Henderson was a member of the Board of Trustees of the Ford Foundation and was president and chairman of the executive committee of the Southern Regional Council. He was also a director of the National Urban Coalition; National Bureau of Economic Research; Common Cause; Atlanta Chamber of Commerce; Martin Luther King Center for Social Change; and was a trustee of American University. He was co-chairman of the Interstate Committee on Human Resources and Public Services of the Southern Growth Policies Board, and was chairman of the Atlanta Regional Commission Health Manpower Task Force.

Henderson was a founding member of the Black Academy of Arts and Sciences and was a fellow in the American Academy of Arts and Sciences. Henderson was a life member of the National Association for the Advancement of Colored People and was a director of the Voter Education Project.
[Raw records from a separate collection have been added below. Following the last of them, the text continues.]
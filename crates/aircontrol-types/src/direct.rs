//! Direct-connect wire protocol.
//!
//! A phone talks straight to a desktop host over one JSON object per line,
//! tagged by `type`. The phone must pair with the host's 6-digit code
//! before any input is accepted.

use serde::{Deserialize, Serialize};
use serde_json::Value;

use crate::gamepad::{ButtonAction, DpadDirection, Side};
use crate::player::PlayerIndex;

/// Which controller layout the phone should show.
#[derive(Debug, Clone, Copy, Default, PartialEq, Eq, Hash, Serialize, Deserialize)]
#[serde(rename_all = "lowercase")]
pub enum LayoutKind {
    #[default]
    Xbox,
    Simple,
    Custom,
}

impl std::str::FromStr for LayoutKind {
    type Err = String;

    fn from_str(s: &str) -> Result<Self, Self::Err> {
        match s.trim().to_ascii_lowercase().as_str() {
            "xbox" => Ok(Self::Xbox),
            "simple" => Ok(Self::Simple),
            "custom" => Ok(Self::Custom),
            other => Err(format!("unknown layout '{other}'")),
        }
    }
}

impl std::fmt::Display for LayoutKind {
    fn fmt(&self, f: &mut std::fmt::Formatter<'_>) -> std::fmt::Result {
        f.write_str(match self {
            Self::Xbox => "xbox",
            Self::Simple => "simple",
            Self::Custom => "custom",
        })
    }
}

/// Phone -> host messages.
#[derive(Debug, Clone, PartialEq, Serialize, Deserialize)]
#[serde(tag = "type", rename_all = "snake_case")]
pub enum ClientMessage {
    Pair {
        code: String,
    },
    Button {
        button: String,
        state: ButtonAction,
    },
    Stick {
        stick: Side,
        #[serde(default)]
        x: f64,
        #[serde(default)]
        y: f64,
    },
    Trigger {
        trigger: Side,
        #[serde(default)]
        value: f64,
    },
    Dpad {
        direction: DpadDirection,
    },
    Ping,
    Pong,
}

/// A line received from a phone that carried a `type`.
#[derive(Debug, Clone, PartialEq)]
pub enum Inbound {
    Message(ClientMessage),
    /// The `type` was present but the message did not decode. Holds the type.
    Unrecognized(String),
}

/// Decode one line. Returns `None` for invalid JSON or a missing `type`.
pub fn parse_client_message(raw: &str) -> Option<Inbound> {
    let value: Value = serde_json::from_str(raw).ok()?;
    let kind = value.get("type")?.as_str()?.to_string();
    Some(match serde_json::from_value::<ClientMessage>(value) {
        Ok(message) => Inbound::Message(message),
        Err(_) => Inbound::Unrecognized(kind),
    })
}

/// Why a pair request was refused.
#[derive(Debug, Clone, Copy, PartialEq, Eq, Hash, Serialize, Deserialize)]
#[serde(rename_all = "snake_case")]
pub enum RejectReason {
    InvalidCode,
    ServerFull,
    AlreadyConnected,
}

impl RejectReason {
    /// Whether the host drops the connection after sending the rejection.
    pub fn closes_connection(self) -> bool {
        !matches!(self, Self::AlreadyConnected)
    }
}

impl std::fmt::Display for RejectReason {
    fn fmt(&self, f: &mut std::fmt::Formatter<'_>) -> std::fmt::Result {
        f.write_str(match self {
            Self::InvalidCode => "invalid_code",
            Self::ServerFull => "server_full",
            Self::AlreadyConnected => "already_connected",
        })
    }
}

/// Host -> phone messages.
#[derive(Debug, Clone, PartialEq, Eq, Serialize, Deserialize)]
#[serde(tag = "type", rename_all = "snake_case")]
pub enum HostMessage {
    Welcome {
        #[serde(rename = "controllerId")]
        controller_id: PlayerIndex,
        layout: LayoutKind,
    },
    Reject {
        reason: RejectReason,
    },
    LayoutChange {
        layout: LayoutKind,
    },
    Ping,
    Pong,
}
Other directorships included the Atlanta Urban League; Atlanta Community Chest; Atlanta chapter of the National Conference of Christians and Jews; and Atlanta Civil Liberties Union.

Henderson served as co-chairman of Atlanta Mayor Maynard Jackson's Reorganization Task Force in 1973, and as education co-chairman of then Governor Jimmy Carter's Goals for Georgia Progress. He participated in President Gerald Ford's White House Conference on Inflation in 1974.

Henderson received the Medal for Distinguished Service from Columbia University in 1970, and was the recipient of the W.E.B. DuBois Award of the Association of Social and Behavioral Scientists in 1974.

==Death==
Henderson died on January 28, 1976, in Atlanta, Georgia, at age 52.